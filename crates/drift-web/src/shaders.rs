//! GLSL shaders for the point-cloud pass.

pub const VERTEX_SHADER_SOURCE: &str = r#"
    precision highp float;

    attribute vec3 a_position;
    attribute vec3 a_color;

    uniform mat4 u_viewProjection;
    uniform mat4 u_model;
    uniform float u_pointScale;      // particle size * half viewport height

    varying lowp vec3 v_color;
    varying mediump float v_fogDepth;

    void main() {
        vec4 projected = u_viewProjection * u_model * vec4(a_position, 1.0);
        gl_Position = projected;

        // Size attenuation: world-unit size shrinks with distance
        gl_PointSize = u_pointScale / projected.w;

        v_color = a_color;
        v_fogDepth = projected.w;
    }
"#;

pub const FRAGMENT_SHADER_SOURCE: &str = r#"
    precision mediump float;

    uniform float u_opacity;
    uniform vec3 u_fogColor;
    uniform float u_fogDensity;

    varying lowp vec3 v_color;
    varying mediump float v_fogDepth;

    void main() {
        vec2 coord = gl_PointCoord - 0.5;
        float dist_sq = dot(coord, coord);

        // Soft round point: fade between radius 0.25 and 0.5 (squared)
        float alpha = 1.0 - smoothstep(0.0625, 0.25, dist_sq);

        // Exponential-squared fog blends distant points into the page
        float fog = 1.0 - exp(-u_fogDensity * u_fogDensity * v_fogDepth * v_fogDepth);
        vec3 color = mix(v_color, u_fogColor, clamp(fog, 0.0, 1.0));

        gl_FragColor = vec4(color, alpha * u_opacity);
    }
"#;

◇ ◇ ◇ ◇ ◇

Of the entries listed above, reproduce only the lines starting at the line containing "the point-cloud pass." and ending at the line containing "gl_Position = projected;". Include both, exactly as they stand.

//! GLSL shaders for the point-cloud pass.

pub const VERTEX_SHADER_SOURCE: &str = r#"
    precision highp float;

    attribute vec3 a_position;
    attribute vec3 a_color;

    uniform mat4 u_viewProjection;
    uniform mat4 u_model;
    uniform float u_pointScale;      // particle size * half viewport height

    varying lowp vec3 v_color;
    varying mediump float v_fogDepth;

    void main() {
        vec4 projected = u_viewProjection * u_model * vec4(a_position, 1.0);
        gl_Position = projected;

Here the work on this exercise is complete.